Exploring the beautifully clean interface (kudos to the designer, Chris Randall from Audio Damage), it’s easy to notice that UltraReverb is actually more than a simple reverb unit. In fact, besides the actual reverb section, we have three more ‘modules’ – delay, EQ and compressor – that can all be used pre or post reverb. Usability and flexibility are the keywords here: the GUI is super-easy on the eyes and intuitive to use, and these extra modules (along with bonus features, like the individual on/off toggles for each of the 4 reverb sub-sections, Predelay, Early Reflections, Diffusion, Reverb Tail, or the gritty LoFi control – use it in small doses!) make UltraReverb a versatile tool for all music production needs I could think of.

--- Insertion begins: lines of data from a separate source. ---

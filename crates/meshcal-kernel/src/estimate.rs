//! Position estimation for unmeasured landmarks.
//!
//! Estimates are tried in priority order and the first success wins:
//!
//! | Priority | Source | Needs |
//! |---|---|---|
//! | 1 | [`ProposalSource::BakedProjection`] | a baked estimate and a cached session transform |
//! | 2 | [`ProposalSource::SessionConsensus`] | ≥ 2 anchors measured in a past session that also measured the target |
//! | 3 | [`ProposalSource::Barycentric`] or [`ProposalSource::PlanarEstimate`] | three or two placed markers in this session |
//!
//! Failures at one level are logged and never surfaced; the caller only sees
//! `None` when every level failed.

use meshcal_memory::consensus::{session_position, weighted_average};
use meshcal_spatial::barycentric::project_into;
use meshcal_spatial::transform::{ScaleMode, align_two_points, rigid_align_2point};
use meshcal_spatial::RigidTransform;
use meshcal_types::{CalibError, Landmark, Point2, Proposal, ProposalSource, SessionId, Vec3};
use tracing::debug;

/// Residual allowed when re-verifying a past-session alignment during crawl.
pub const CRAWL_VERIFICATION_THRESHOLD_M: f32 = 0.5;

/// Residual allowed when re-verifying a past-session alignment while
/// estimating the third vertex of the active triangle.
pub const THIRD_VERTEX_VERIFICATION_THRESHOLD_M: f32 = 1.0;

/// A landmark already measured in the current session.
#[derive(Debug, Clone)]
pub struct Anchor {
    pub landmark: Landmark,
    pub current: Vec3,
}

/// Geometry-only last resort.
#[derive(Debug, Clone, Copy)]
pub enum Fallback {
    /// Lift from a fully measured triangle.
    Barycentric { plan: [Point2; 3], session: [Vec3; 3] },
    /// Similarity from two placed markers; height is their mean.
    Planar { plan: [Point2; 2], session: [Vec3; 2] },
}

/// Session context shared by every estimate.
#[derive(Debug, Clone, Copy)]
pub struct Estimator<'a> {
    pub session: SessionId,
    /// Session-to-canonical transform, when one has been cached.
    pub session_transform: Option<&'a RigidTransform>,
}

impl<'a> Estimator<'a> {
    pub fn new(session: SessionId, session_transform: Option<&'a RigidTransform>) -> Self {
        Self {
            session,
            session_transform,
        }
    }

    /// Run the priority chain for `target`.
    pub fn estimate(
        &self,
        target: &Landmark,
        anchors: &[Anchor],
        fallback: Fallback,
        threshold_m: f32,
    ) -> Option<Proposal> {
        let proposal = |position, source| Proposal {
            landmark: target.id,
            position,
            source,
        };

        if let Some(p) = self.project_baked(target) {
            return Some(proposal(p, ProposalSource::BakedProjection));
        }

        match self.session_consensus(target, anchors, threshold_m) {
            Ok(p) => return Some(proposal(p, ProposalSource::SessionConsensus)),
            Err(e) => debug!(landmark = %target.id, error = %e, "session consensus unavailable"),
        }

        let result = match fallback {
            Fallback::Barycentric { plan, session } => {
                project_into(plan, session, target.map_position()).map(|p| (p, ProposalSource::Barycentric))
            }
            Fallback::Planar { plan, session } => {
                planar_estimate(plan, session, target.map_position()).map(|p| (p, ProposalSource::PlanarEstimate))
            }
        };
        match result {
            Ok((p, source)) => Some(proposal(p, source)),
            Err(e) => {
                debug!(landmark = %target.id, error = %e, "no estimate available");
                None
            }
        }
    }

    /// Baked canonical estimate projected into the current session.
    pub fn project_baked(&self, target: &Landmark) -> Option<Vec3> {
        let transform = self.session_transform?;
        let baked = target.baked?;
        Some(transform.apply_inverse(baked.position))
    }

    /// Confidence-weighted consensus of the target's past-session positions,
    /// each carried into this session by a rigid two-anchor alignment.
    ///
    /// Within one past session, the target and anchors each contribute
    /// their outlier-filtered session consensus rather than a single record.
    pub fn session_consensus(
        &self,
        target: &Landmark,
        anchors: &[Anchor],
        threshold_m: f32,
    ) -> Result<Vec3, CalibError> {
        let mut candidates: Vec<(Vec3, f32)> = Vec::new();
        let mut last_error = CalibError::InsufficientCorrespondences { needed: 2, found: 0 };

        for session in target.sessions() {
            if session == self.session {
                continue;
            }
            let Some((position, confidence)) = session_position(target, session) else {
                continue;
            };
            match align_from_session(anchors, session, threshold_m) {
                Ok(t) => candidates.push((t.apply(position), confidence)),
                Err(e) => {
                    debug!(session = %session, error = %e, "candidate rejected");
                    last_error = e;
                }
            }
        }

        if candidates.is_empty() {
            return Err(last_error);
        }
        Ok(weighted_average(candidates))
    }
}

/// Rigid transform from `session` into the current one, using the two
/// anchors with the widest baseline in `session`, verified on the second.
fn align_from_session(anchors: &[Anchor], session: SessionId, threshold_m: f32) -> Result<RigidTransform, CalibError> {
    let pairs: Vec<(Vec3, Vec3)> = anchors
        .iter()
        .filter_map(|a| session_position(&a.landmark, session).map(|(p, _)| (p, a.current)))
        .collect();
    if pairs.len() < 2 {
        return Err(CalibError::InsufficientCorrespondences {
            needed: 2,
            found: pairs.len(),
        });
    }

    let mut best = (pairs[0], pairs[1]);
    let mut best_len = f32::NEG_INFINITY;
    for (i, a) in pairs.iter().enumerate() {
        for b in &pairs[i + 1..] {
            let len = a.0.horizontal_distance(b.0);
            if len > best_len {
                best_len = len;
                best = (*a, *b);
            }
        }
    }

    let ((old_a, new_a), (old_b, new_b)) = best;
    let t = rigid_align_2point(old_a, old_b, new_a, new_b)?;
    t.verify(old_b, new_b, threshold_m)?;
    Ok(t)
}

/// Estimate a plan point's session position from two placed markers.
///
/// Fits a similarity (rotation, translation, scale) from the plan's
/// horizontal lift onto the session and sets the height to the mean of the
/// two markers.
pub fn planar_estimate(plan: [Point2; 2], session: [Vec3; 2], target: Point2) -> Result<Vec3, CalibError> {
    let t = align_two_points(
        plan[0].to_horizontal(),
        plan[1].to_horizontal(),
        session[0],
        session[1],
        ScaleMode::Estimate,
    )?;
    let mut p = t.apply(target.to_horizontal());
    p.y = (session[0].y + session[1].y) / 2.0;
    Ok(p)
}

Don’t be afraid of its tweakability though. UltraReverb’s presets (split for Buss and Inserts) provide an excellent introduction to its possibilities and let you be productive in a matter of minutes.
What to expect from UltraReverb in terms of sound? As said, the plug-in is pretty flexible. It seems to excel at natural-sounding, short and mid-sized spaces, but being an Eventide product, you can expect some larger/modulated/special-FX kind of magic. Owning other reverb plug-ins, especially IR-based ones, I think UltraReverb complements them pretty well. I’d still stick to some of my favorite IRs for certain realistic spaces, but I’d definitely use UltraReverb for most other purposes.
Tip: I find it works particularly well in a mix, try it on the one you’re currently working on, more than on an isolated test track.

If you’re in the market for a classy plug-in (or if you aren’t, but you show symptoms of Gear Acquisition Syndrome), I’d definitely consider UltraReverb. There is a demo version available on the Eventide website and you may be happy to know that UltraReverb doesn’t require a physical iLok key. If you happen to have one, you can use it to store the authorization, but if you don’t you can simply use the software-based authorisation which ‘links’ the plug-in to your machine. Both methods are easy-peasy, you just need to have the iLok License Manager installed on your computer and create an account on the Eventide website (if you are not registered yet).

If you’re looking for a professional and versatile algorithmic reverb, you should definitely give UltraReverb a try. Its great GUI and features make it a music-production swiss army knife.